En face, la population locale vit dans la pauvreté, dans une région
où les infrastructures sont quasi inexistantes, l’État y étant
totalement absent. Les dirigeants de la SMI soutiennent ne pas être
responsables de cette situation et qu’au contraire, ils compensent
autant que possible ce retard de développement de la commune
(fournitures et transport scolaire, médecin pour le dispensaire,
systèmes d'irrigation).
Mais les militants du mouvement n’en démordent pas. Ils continent à
s’opposer non seulement à la SMI, mais aussi à une politique d’État qui,
d'après eux, a laissé cette région à l’abandon. Depuis le début de ce
mouvement, troisième du genre, baptisé le Mouvement sur la voie de 96
– en référence à un mouvement de 48 jours dispersé par la force en
1996 –, plus d’une douzaine de militants ont été incarcérés. Le plus
connu, Mustapha Ouchtoubane, qui travaillait dans une des usines
sous-traitantes de la SMI, a été arrêté le 5 octobre 2011 puis condamné à
quatre ans de prison pour vol : 18 g d’argent avaient été retrouvés
dans son véhicule de fonction. Mardi 13 février, Ichou Hamdane et Hamid
Berka, arrêtés dans des circonstances obscures fin décembre, ont été
condamnés à 10 et 18 mois de prison ferme pour « coups et blessures ».
Brahim
Udawd a rejoint ce qui deviendra un mouvement de contestation unique
dès août 2011, alors que son village natal est en proie aux
manifestations. À 27 ans, cet aide-mécanicien, qui n’a aucune expérience
militante, décide de se consacrer pleinement à la lutte pour les droits
économiques et sociaux des habitants d’une région pourtant riche en
ressources naturelles. Pour lui, ces « procès fabriqués », ces
arrestations et les pressions des autorités pour mettre un terme au
sit-in n’ont pas affaibli la mobilisation des habitants, déterminés à
arracher leurs droits malgré l’échec des négociations avec la SMI.

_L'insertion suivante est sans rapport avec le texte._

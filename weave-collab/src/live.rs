//! A room synced through the relay.
//!
//! ```text
//!  caller ──▶ MutationGateway ──▶ SharedStore (local, immediate)
//!                   │
//!                   ▼ Outbound (ordered)
//!            driver task ──▶ SyncClient ──▶ relay ──▶ other peers
//!                   ▲
//!                   └── SyncEvent ◀── SyncClient ◀── relay
//! ```
//!
//! The caller never waits on the network. The driver task owns the
//! socket: it performs the handshake, applies what arrives, flushes
//! throttled presence, and reconnects with backoff when the socket
//! drops. Every connection attempt gets a fresh connection id.

use std::sync::atomic::{AtomicBool, Ordering};
use std::sync::{Arc, Mutex};
use std::time::Duration;

use tokio::sync::{mpsc, watch};
use uuid::Uuid;
use weave_core::{
    CanvasNode, NodeConnection, NodeId, NodePatch, Presence, RichText, SharedStore,
};

use crate::client::{SyncClient, SyncEvent};
use crate::config::CollabConfig;
use crate::events::{EventContext, EventHandler, EventListeners, RoomEvent};
use crate::gateway::{MutationGateway, Outbound, OutboundQueue};
use crate::presence::PresenceRoom;
use crate::protocol::{PeerInfo, ProtocolError};
use crate::room::{lock_presence, PresenceUpdate, Room, RoomStatus};

pub struct LiveRoom {
    room_id: String,
    store: SharedStore,
    presence: Mutex<PresenceRoom>,
    listeners: EventListeners,
    status: watch::Sender<RoomStatus>,
    synced_once: AtomicBool,
    outbound: OutboundQueue,
    shutdown: watch::Sender<bool>,
}

/// Why a connected session ended.
#[derive(Debug, PartialEq, Eq)]
enum SessionEnd {
    Shutdown,
    Lost,
}
//! OpenAI generation backends
//!
//! `OpenAiToolBackend` uses the Responses API with a single custom tool whose
//! output format is the Lark grammar. `OpenAiChatBackend` is the older chat
//! completions path with no grammar constraint.

use super::{BackendCapabilities, BackendOutput, GenerationBackend};
use crate::config::{BackendKind, GenerationConfig};
use crate::error::GenerationError;
use async_trait::async_trait;
use reqwest::Client;
use serde_json::{json, Value};
use std::sync::Arc;
use std::time::Duration;
use tracing::{info, warn};

pub const TOOL_NAME: &str = "clickhouse_sql_grammar";

/// Description of the grammar tool for queries against `table`.
pub fn tool_description(table: &str) -> String {
    format!(
        "Generates read-only ClickHouse SQL queries for the {} table. \
Only SELECT statements are allowed. Always end queries with FORMAT JSON. \
Use actual SQL operators (=, !=, >, <) not terminal names. \
Use proper spacing in all statements, especially CASE WHEN expressions.",
        table
    )
}

const SYSTEM_MESSAGE: &str =
    "You are a SQL expert specializing in ClickHouse. Generate only valid SQL queries.";

/// Build the backend selected by configuration, generating for `table`.
pub fn from_config(
    config: &GenerationConfig,
    table: &str,
) -> Result<Arc<dyn GenerationBackend>, GenerationError> {
    let backend: Arc<dyn GenerationBackend> = match config.kind {
        BackendKind::Constrained => Arc::new(OpenAiToolBackend::new(
            config.api_key.clone(),
            config.model.clone(),
            config.base_url.clone(),
            tool_description(table),
            config.temperature,
            config.timeout,
        )?),
        BackendKind::Freeform => Arc::new(OpenAiChatBackend::new(
            config.api_key.clone(),
            config.model.clone(),
            config.base_url.clone(),
            config.temperature,
            config.timeout,
        )?),
    };
    Ok(backend)
}

fn http_client(timeout: Duration) -> Result<Client, GenerationError> {
    Client::builder()
        .timeout(timeout)
        .connect_timeout(Duration::from_secs(10))
        .build()
        .map_err(|e| {
            GenerationError::BackendUnavailable(format!("Failed to create HTTP client: {}", e))
        })
}

/// POST `body` to `url` and return the parsed JSON, mapping transport
/// failures and error statuses to `BackendUnavailable`.
async fn post_json(
    client: &Client,
    url: &str,
    api_key: &str,
    body: &Value,
) -> Result<Value, GenerationError> {
    let response = client
        .post(url)
        .header("Authorization", format!("Bearer {}", api_key))
        .header("Content-Type", "application/json")
        .json(body)
        .send()
        .await
        .map_err(|e| GenerationError::BackendUnavailable(format!("LLM API call failed: {}", e)))?;

    let status = response.status();
    if !status.is_success() {
        let error_text = response
            .text()
            .await
            .unwrap_or_else(|_| "Unknown error".to_string());
        return Err(GenerationError::BackendUnavailable(format!(
            "LLM API error ({}): {}",
            status, error_text
        )));
    }

    let response_json: Value = response.json().await.map_err(|e| {
        GenerationError::BackendUnavailable(format!("Failed to parse LLM response: {}", e))
    })?;

    if let Some(error) = response_json.get("error").filter(|e| !e.is_null()) {
        return Err(GenerationError::BackendUnavailable(format!(
            "LLM API error: {}",
            error
        )));
    }

    Ok(response_json)
}

/// Grammar-constrained generation through the Responses API.
pub struct OpenAiToolBackend {
    api_key: String,
    model: String,
    base_url: String,
    description: String,
    temperature: Option<f32>,
    client: Client,
}

impl OpenAiToolBackend {
    pub fn new(
        api_key: String,
        model: String,
        base_url: String,
        description: String,
        temperature: Option<f32>,
        timeout: Duration,
    ) -> Result<Self, GenerationError> {
        Ok(Self {
            api_key,
            model,
            base_url: base_url.trim_end_matches('/').to_string(),
            description,
            temperature,
            client: http_client(timeout)?,
        })
    }

    fn request_body(&self, prompt: &str, grammar: Option<&str>) -> Value {
        let mut body = json!({
            "model": self.model,
            "input": prompt,
            "text": {"format": {"type": "text"}},
        });
        if let Some(grammar) = grammar {
            body["tools"] = json!([{
                "type": "custom",
                "name": TOOL_NAME,
                "description": self.description,
                "format": {
                    "type": "grammar",
                    "syntax": "lark",
                    "definition": grammar,
                },
            }]);
            body["parallel_tool_calls"] = json!(false);
        }
        if let Some(temperature) = self.temperature {
            body["temperature"] = json!(temperature);
        }
        body
    }
}

/// Tool-call input if any output item carries one, else the first output text.
fn extract_responses_output(response: &Value) -> Option<BackendOutput> {
    let items = response.get("output").and_then(|o| o.as_array());

    if let Some(items) = items {
        if let Some(input) = items
            .iter()
            .find_map(|item| item.get("input").and_then(|i| i.as_str()))
        {
            return Some(BackendOutput::ToolInput(input.to_string()));
        }

        let text = items
            .iter()
            .filter_map(|item| item.get("content").and_then(|c| c.as_array()))
            .flatten()
            .filter(|part| part.get("type").and_then(|t| t.as_str()) == Some("output_text"))
            .find_map(|part| part.get("text").and_then(|t| t.as_str()))
            .filter(|t| !t.trim().is_empty());
        if let Some(text) = text {
            return Some(BackendOutput::Text(text.to_string()));
        }
    }

    response
        .get("output_text")
        .and_then(|t| t.as_str())
        .filter(|t| !t.trim().is_empty())
        .map(|t| BackendOutput::Text(t.to_string()))
}

#[async_trait]
impl GenerationBackend for OpenAiToolBackend {
    fn name(&self) -> &'static str {
        "openai-responses"
    }

    fn model(&self) -> &str {
        &self.model
    }

    fn capabilities(&self) -> BackendCapabilities {
        BackendCapabilities::constrained()
    }

    async fn complete(
        &self,
        prompt: &str,
        grammar: Option<&str>,
    ) -> Result<Option<BackendOutput>, GenerationError> {
        let url = format!("{}/responses", self.base_url);
        let body = self.request_body(prompt, grammar);
        let response = post_json(&self.client, &url, &self.api_key, &body).await?;

        let output = extract_responses_output(&response);
        match &output {
            Some(BackendOutput::ToolInput(_)) => info!("Received grammar tool call from {}", self.model),
            Some(BackendOutput::Text(_)) => warn!("No tool call in response from {}", self.model),
            None => warn!("Response from {} had no tool call and no text", self.model),
        }
        Ok(output)
    }
}

/// Unconstrained generation through chat completions.
pub struct OpenAiChatBackend {
    api_key: String,
    model: String,
    base_url: String,
    temperature: Option<f32>,
    client: Client,
}

impl OpenAiChatBackend {
    pub fn new(
        api_key: String,
        model: String,
        base_url: String,
        temperature: Option<f32>,
        timeout: Duration,
    ) -> Result<Self, GenerationError> {
        Ok(Self {
            api_key,
            model,
            base_url: base_url.trim_end_matches('/').to_string(),
            temperature,
            client: http_client(timeout)?,
        })
    }

    fn request_body(&self, prompt: &str) -> Value {
        let mut body = json!({
            "model": self.model,
            "messages": [
                {"role": "system", "content": SYSTEM_MESSAGE},
                {"role": "user", "content": prompt}
            ],
        });
        if let Some(temperature) = self.temperature {
            body["temperature"] = json!(temperature);
        }
        body
    }
}

fn extract_chat_output(response: &Value) -> Option<BackendOutput> {
    response
        .get("choices")
        .and_then(|c| c.as_array())
        .and_then(|choices| choices.first())
        .and_then(|choice| choice["message"]["content"].as_str())
        .filter(|content| !content.trim().is_empty())
        .map(|content| BackendOutput::Text(content.to_string()))
}

#[async_trait]
impl GenerationBackend for OpenAiChatBackend {
    fn name(&self) -> &'static str {
        "openai-chat"
    }

    fn model(&self) -> &str {
        &self.model
    }

    fn capabilities(&self) -> BackendCapabilities {
        BackendCapabilities::freeform()
    }

    async fn complete(
        &self,
        prompt: &str,
        _grammar: Option<&str>,
    ) -> Result<Option<BackendOutput>, GenerationError> {
        let url = format!("{}/chat/completions", self.base_url);
        let response = post_json(&self.client, &url, &self.api_key, &self.request_body(prompt)).await?;

        if let Some(reason) = response["choices"][0]["finish_reason"].as_str() {
            if reason == "length" {
                warn!("LLM response was truncated due to length limit");
            }
        }
        Ok(extract_chat_output(&response))
    }
}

Cela fait maintenant plus de deux ans et demi que vous observez un
sit-in permanent au mont Alebban. Comment cela a-t-il commencé ?
Le
mouvement a commencé à la fin de la période de travail saisonnier.
Seule la moitié des étudiants (35 sur 70) a été recrutée. À chaque fin
de saison, les élus promettent pourtant des postes chez les
sous-traitants mais ils embauchent uniquement leurs proches. Les
étudiants, ignorés par les responsables de la commune rurale, ont décidé
de protester pour attirer l'attention sur leur problème. Après
l’absence de réaction des responsables de la commune à une première
manifestation, une marche a eu lieu le 1er août 2011. Les
chômeurs se sont rendus au siège de la commune dans la matinée pour
faire pression. Les femmes, de leur côté, ont préparé des bidons sur
lesquels étaient inscrits des slogans faisant référence à la pénurie
d'eau potable dans les villages depuis le printemps. On a organisé des
manifestations de sensibilisation dans tous les villages alentour pour
faire comprendre aux gens ce que nous revendiquons. Et le mouvement a
commencé à prendre de l’ampleur.
Comment êtes-vous passés de ces manifestations au sit-in permanent ?
Les femmes, les vieux et même les enfants ont rejoint le mouvement.
Ce n'était plus uniquement les étudiants et les chômeurs qui
protestaient. On a tenu un sit-in devant le siège de la commune pendant
dix-neuf jours, avec des marches vers la mine et tous les villages. Le
19 août 2011, pour réagir au silence des responsables locaux et
provinciaux, la population a décidé au terme d'une discussion collective
de porter la lutte à un autre niveau : c'était la naissance du sit-in
permanent au sommet d'Alebban.
Dans la commune, qui participe à ce sit-in permanent ? Comment vous organisez-vous ?
La majorité de la population de la commune participe au sit-in
pendant la journée. Le soir, les femmes, les vieux et les enfants
rentrent dans leurs villages et les jeunes restent la nuit pour
surveiller la vanne. Nous avons construit des cabanes en terre, en
pierre, sur le mont Alebban pour nous protéger des conditions
climatiques difficiles. La nuit, un service de sécurité surveille. Comme
le sit-in se maintient depuis longtemps maintenant, nous ne pouvons pas
tous être présents sur le mont. Il y a un membre de chaque famille qui
est là. Moi, je reste à Alebban 14 jours sur 15. Je suis célibataire, je
vis chez ma mère et j'y retourne une fois tous les 15 jours. Ma mère
aussi vient 6 jours sur 7 à Alebban.
Brahim Udawd © RI |
Pourquoi avez-vous décidé de vous impliquer dans ce mouvement ?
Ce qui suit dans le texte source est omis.